_Action item_
In the listing below, find every line with the string "SettingsError" and pull it out.
BEGIN Records supplied
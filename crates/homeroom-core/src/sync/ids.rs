// Context and learner identifiers.
// Context format: "ctx-<uuid>"

use std::fmt;

use serde::{Deserialize, Serialize};
use uuid::Uuid;

const CONTEXT_ID_PREFIX: &str = "ctx-";

/// Error type for identifier parsing
#[derive(Debug, thiserror::Error, PartialEq, Eq)]
pub enum IdError {
    #[error("Invalid context ID format: {0}")]
    InvalidContextId(String),

    #[error("Learner ID must not be empty")]
    EmptyLearnerId,
}

/// Opaque identity of one open context (tab, window, process).
///
/// Ordering is used only to break leadership ties between equal sequences.
#[derive(Debug, Clone, PartialEq, Eq, PartialOrd, Ord, Hash, Serialize, Deserialize)]
#[serde(transparent)]
pub struct ContextId(String);

impl ContextId {
    /// Fresh random id in format "ctx-<uuid>".
    pub fn generate() -> Self {
        Self(format!("{}{}", CONTEXT_ID_PREFIX, Uuid::new_v4()))
    }

    /// Parse an existing id. Anything after the prefix is accepted.
    pub fn parse(raw: &str) -> Result<Self, IdError> {
        let raw = raw.trim();
        match raw.strip_prefix(CONTEXT_ID_PREFIX) {
            Some(rest) if !rest.is_empty() => Ok(Self(raw.to_string())),
            _ => Err(IdError::InvalidContextId(raw.to_string())),
        }
    }

    pub fn as_str(&self) -> &str {
        &self.0
    }
}

impl fmt::Display for ContextId {
    fn fmt(&self, f: &mut fmt::Formatter<'_>) -> fmt::Result {
        f.write_str(&self.0)
    }
}

/// Key of the per-learner session record.
#[derive(Debug, Clone, PartialEq, Eq, Hash, Serialize, Deserialize)]
#[serde(transparent)]
pub struct LearnerId(String);

impl LearnerId {
    pub fn new(raw: impl Into<String>) -> Result<Self, IdError> {
        let raw = raw.into();
        let trimmed = raw.trim();
        if trimmed.is_empty() {
            return Err(IdError::EmptyLearnerId);
        }
        Ok(Self(trimmed.to_string()))
    }

    pub fn as_str(&self) -> &str {
        &self.0
    }
}

impl fmt::Display for LearnerId {
    fn fmt(&self, f: &mut fmt::Formatter<'_>) -> fmt::Result {
        f.write_str(&self.0)
    }
}
//! TOML-based application configuration.
//!
//! Stores:
//! - Default timer settings for learners without a stored record
//! - Synchronization tunables (heartbeat cadence, silence window, guard period,
//!   push cadence)
//! - The learner id the CLI acts for
//!
//! Configuration is stored at `~/.config/homeroom/config.toml`.

use std::path::{Path, PathBuf};

use chrono::Duration;
use serde::{Deserialize, Serialize};

use super::data_dir;
use crate::error::{ConfigError, SettingsError};
use crate::signal::CompletionSignal;
use crate::timer::{PresentationFlags, Settings};

/// Default timer settings.
#[derive(Debug, Clone, Serialize, Deserialize)]
pub struct TimerConfig {
    #[serde(default = "default_work_minutes")]
    pub work_minutes: u32,
    #[serde(default = "default_short_break")]
    pub short_break_minutes: u32,
    #[serde(default = "default_long_break")]
    pub long_break_minutes: u32,
    #[serde(default = "default_cycles_until_long_break")]
    pub cycles_until_long_break: u32,
    #[serde(default)]
    pub completion_signal: CompletionSignal,
    #[serde(default = "default_volume")]
    pub signal_volume: u8,
    #[serde(default = "default_true")]
    pub show_remaining_in_title: bool,
    #[serde(default = "default_true")]
    pub show_progress_ring: bool,
    #[serde(default)]
    pub visual_flourish: bool,
}

/// Synchronization tunables.
///
/// The silence window should be a small multiple of the heartbeat interval;
/// failover takes roughly one silence window.
#[derive(Debug, Clone, Serialize, Deserialize)]
pub struct SyncConfig {
    #[serde(default = "default_heartbeat_interval_ms")]
    pub heartbeat_interval_ms: u64,
    #[serde(default = "default_silence_window_ms")]
    pub silence_window_ms: u64,
    /// Upper bound of the random per-context delay added to the silence window.
    #[serde(default = "default_election_jitter_ms")]
    pub election_jitter_ms: u64,
    /// 0 seeds the election jitter from entropy.
    #[serde(default)]
    pub election_seed: u64,
    #[serde(default = "default_guard_period_ms")]
    pub guard_period_ms: u64,
    #[serde(default = "default_push_interval_secs")]
    pub push_interval_secs: u64,
    #[serde(default = "default_min_push_drift_secs")]
    pub min_push_drift_secs: u64,
    #[serde(default = "default_channel_capacity")]
    pub channel_capacity: usize,
    /// Persist sessions in the SQLite store. When off, sessions live only in
    /// the running process and settings fall back to the local row.
    #[serde(default = "default_true")]
    pub durable_store: bool,
}

/// Application configuration.
///
/// Serialized to/from TOML at `~/.config/homeroom/config.toml`.
#[derive(Debug, Clone, Serialize, Deserialize)]
pub struct Config {
    #[serde(default = "default_learner_id")]
    pub learner_id: String,
    #[serde(default)]
    pub timer: TimerConfig,
    #[serde(default)]
    pub sync: SyncConfig,
}

// Default functions
fn default_work_minutes() -> u32 {
    25
}
fn default_short_break() -> u32 {
    5
}
fn default_long_break() -> u32 {
    15
}
fn default_cycles_until_long_break() -> u32 {
    4
}
fn default_volume() -> u8 {
    70
}
fn default_true() -> bool {
    true
}
fn default_heartbeat_interval_ms() -> u64 {
    2_000
}
fn default_silence_window_ms() -> u64 {
    10_000
}
fn default_election_jitter_ms() -> u64 {
    500
}
fn default_guard_period_ms() -> u64 {
    2_000
}
fn default_push_interval_secs() -> u64 {
    15
}
fn default_min_push_drift_secs() -> u64 {
    10
}
fn default_channel_capacity() -> usize {
    256
}
fn default_learner_id() -> String {
    "local".into()
}

impl Default for TimerConfig {
    fn default() -> Self {
        Self {
            work_minutes: default_work_minutes(),
            short_break_minutes: default_short_break(),
            long_break_minutes: default_long_break(),
            cycles_until_long_break: default_cycles_until_long_break(),
            completion_signal: CompletionSignal::default(),
            signal_volume: default_volume(),
            show_remaining_in_title: true,
            show_progress_ring: true,
            visual_flourish: false,
        }
    }
}

impl Default for SyncConfig {
    fn default() -> Self {
        Self {
            heartbeat_interval_ms: default_heartbeat_interval_ms(),
            silence_window_ms: default_silence_window_ms(),
            election_jitter_ms: default_election_jitter_ms(),
            election_seed: 0,
            guard_period_ms: default_guard_period_ms(),
            push_interval_secs: default_push_interval_secs(),
            min_push_drift_secs: default_min_push_drift_secs(),
            channel_capacity: default_channel_capacity(),
            durable_store: true,
        }
    }
}

impl Default for Config {
    fn default() -> Self {
        Self {
            learner_id: default_learner_id(),
            timer: TimerConfig::default(),
            sync: SyncConfig::default(),
        }
    }
}

impl TimerConfig {
    pub fn settings(&self) -> Settings {
        Settings {
            work_minutes: self.work_minutes,
            short_break_minutes: self.short_break_minutes,
            long_break_minutes: self.long_break_minutes,
            cycles_until_long_break: self.cycles_until_long_break,
            presentation: PresentationFlags {
                show_remaining_in_title: self.show_remaining_in_title,
                show_progress_ring: self.show_progress_ring,
                visual_flourish: self.visual_flourish,
            },
            completion_signal: self.completion_signal,
            signal_volume: self.signal_volume,
        }
    }
}

fn millis(ms: u64) -> Duration {
    Duration::milliseconds(i64::try_from(ms).unwrap_or(i64::MAX))
}

impl SyncConfig {
    pub fn heartbeat_interval(&self) -> Duration {
        millis(self.heartbeat_interval_ms)
    }

    pub fn silence_window(&self) -> Duration {
        millis(self.silence_window_ms)
    }

    pub fn election_jitter(&self) -> Duration {
        millis(self.election_jitter_ms)
    }

    pub fn guard_period(&self) -> Duration {
        millis(self.guard_period_ms)
    }

    pub fn push_interval(&self) -> Duration {
        millis(self.push_interval_secs.saturating_mul(1000))
    }

    pub fn validate(&self) -> Result<(), ConfigError> {
        let invalid = |key: &str, message: &str| ConfigError::InvalidValue {
            key: format!("sync.{key}"),
            message: message.to_string(),
        };
        if self.heartbeat_interval_ms == 0 {
            return Err(invalid("heartbeat_interval_ms", "must be positive"));
        }
        if self.silence_window_ms <= self.heartbeat_interval_ms {
            return Err(invalid(
                "silence_window_ms",
                "must be longer than the heartbeat interval",
            ));
        }
        if self.push_interval_secs == 0 {
            return Err(invalid("push_interval_secs", "must be positive"));
        }
        if self.channel_capacity == 0 {
            return Err(invalid("channel_capacity", "must be positive"));
        }
        Ok(())
    }
}

impl Config {
    fn get_json_value_by_path<'a>(
        root: &'a serde_json::Value,
        key: &str,
    ) -> Option<&'a serde_json::Value> {
        if key.is_empty() {
            return None;
        }

        let mut current = root;
        for part in key.split('.') {
            current = current.get(part)?;
        }
        Some(current)
    }

    fn set_json_value_by_path(
        root: &mut serde_json::Value,
        key: &str,
        value: &str,
    ) -> Result<(), ConfigError> {
        let unknown = || ConfigError::UnknownKey(key.to_string());
        let invalid = |message: String| ConfigError::InvalidValue {
            key: key.to_string(),
            message,
        };

        let mut parts = key.split('.').peekable();
        if key.is_empty() {
            return Err(unknown());
        }

        let mut current = root;
        while let Some(part) = parts.next() {
            let is_leaf = parts.peek().is_none();
            if is_leaf {
                let obj = current.as_object_mut().ok_or_else(unknown)?;
                let existing = obj.get(part).ok_or_else(unknown)?;

                let new_value = match existing {
                    serde_json::Value::Bool(_) => serde_json::Value::Bool(
                        value
                            .parse::<bool>()
                            .map_err(|_| invalid(format!("cannot parse '{value}' as bool")))?,
                    ),
                    serde_json::Value::Number(_) => value
                        .parse::<u64>()
                        .map(|n| serde_json::Value::Number(n.into()))
                        .map_err(|_| invalid(format!("cannot parse '{value}' as number")))?,
                    serde_json::Value::Object(_) | serde_json::Value::Array(_) => {
                        serde_json::from_str(value).map_err(|e| invalid(e.to_string()))?
                    }
                    _ => serde_json::Value::String(value.into()),
                };

                obj.insert(part.to_string(), new_value);
                return Ok(());
            }

            current = current.get_mut(part).ok_or_else(unknown)?;
        }

        Err(unknown())
    }

    /// Default location of the configuration file.
    pub fn path() -> Result<PathBuf, ConfigError> {
        Ok(data_dir()?.join("config.toml"))
    }

    /// Load from disk or return (and write) the default.
    ///
    /// # Errors
    ///
    /// Returns an error if the config file exists but cannot be parsed,
    /// or if the default config cannot be written to disk.
    pub fn load() -> Result<Self, ConfigError> {
        Self::load_from(&Self::path()?)
    }

    pub fn load_from(path: &Path) -> Result<Self, ConfigError> {
        match std::fs::read_to_string(path) {
            Ok(content) => {
                let cfg: Config = toml::from_str(&content).map_err(|e| ConfigError::LoadFailed {
                    path: path.to_path_buf(),
                    message: e.to_string(),
                })?;
                cfg.validate()?;
                Ok(cfg)
            }
            Err(_) => {
                let cfg = Self::default();
                cfg.save_to(path)?;
                Ok(cfg)
            }
        }
    }

    /// Persist to the default location.
    pub fn save(&self) -> Result<(), ConfigError> {
        self.save_to(&Self::path()?)
    }

    pub fn save_to(&self, path: &Path) -> Result<(), ConfigError> {
        let save_failed = |message: String| ConfigError::SaveFailed {
            path: path.to_path_buf(),
            message,
        };
        let content = toml::to_string_pretty(self).map_err(|e| save_failed(e.to_string()))?;
        std::fs::write(path, content).map_err(|e| save_failed(e.to_string()))?;
        Ok(())
    }

    /// Get a config value as string by dot-separated key.
    pub fn get(&self, key: &str) -> Option<String> {
        let json = serde_json::to_value(self).ok()?;
        let val = Self::get_json_value_by_path(&json, key)?;
        match val {
            serde_json::Value::String(s) => Some(s.clone()),
            other => Some(other.to_string()),
        }
    }

    /// Set a config value by key without persisting.
    ///
    /// # Errors
    ///
    /// Returns an error if the key is unknown, the value cannot be parsed,
    /// or the resulting configuration is invalid. `self` is left untouched on
    /// error.
    pub fn set_value(&mut self, key: &str, value: &str) -> Result<(), ConfigError> {
        let mut json = serde_json::to_value(&*self).map_err(|e| ConfigError::InvalidValue {
            key: key.to_string(),
            message: e.to_string(),
        })?;
        Self::set_json_value_by_path(&mut json, key, value)?;
        let updated: Config =
            serde_json::from_value(json).map_err(|e| ConfigError::InvalidValue {
                key: key.to_string(),
                message: e.to_string(),
            })?;
        updated.validate()?;
        *self = updated;
        Ok(())
    }

    /// Reject sync tunables that break the protocol and timer defaults a
    /// context could not run with.
    pub fn validate(&self) -> Result<(), ConfigError> {
        self.sync.validate()?;
        self.timer
            .settings()
            .validate()
            .map_err(|SettingsError::InvalidValue { field, message }| ConfigError::InvalidValue {
                key: format!("timer.{field}"),
                message,
            })
    }

    /// Set a config value by key and save to the default location.
    pub fn set(&mut self, key: &str, value: &str) -> Result<(), ConfigError> {
        self.set_value(key, value)?;
        self.save()
    }

    /// Default settings for learners without a stored record.
    pub fn settings(&self) -> Settings {
        self.timer.settings()
    }

    /// Load from disk, returning default on error.
    /// This is a convenience method that never fails.
    pub fn load_or_default() -> Self {
        Self::load().unwrap_or_else(|e| {
            tracing::warn!(error = %e, "falling back to default configuration");
            Self::default()
        })
    }
}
END Records supplied
_Solution_
use crate::error::{ConfigError, SettingsError};
            .map_err(|SettingsError::InvalidValue { field, message }| ConfigError::InvalidValue {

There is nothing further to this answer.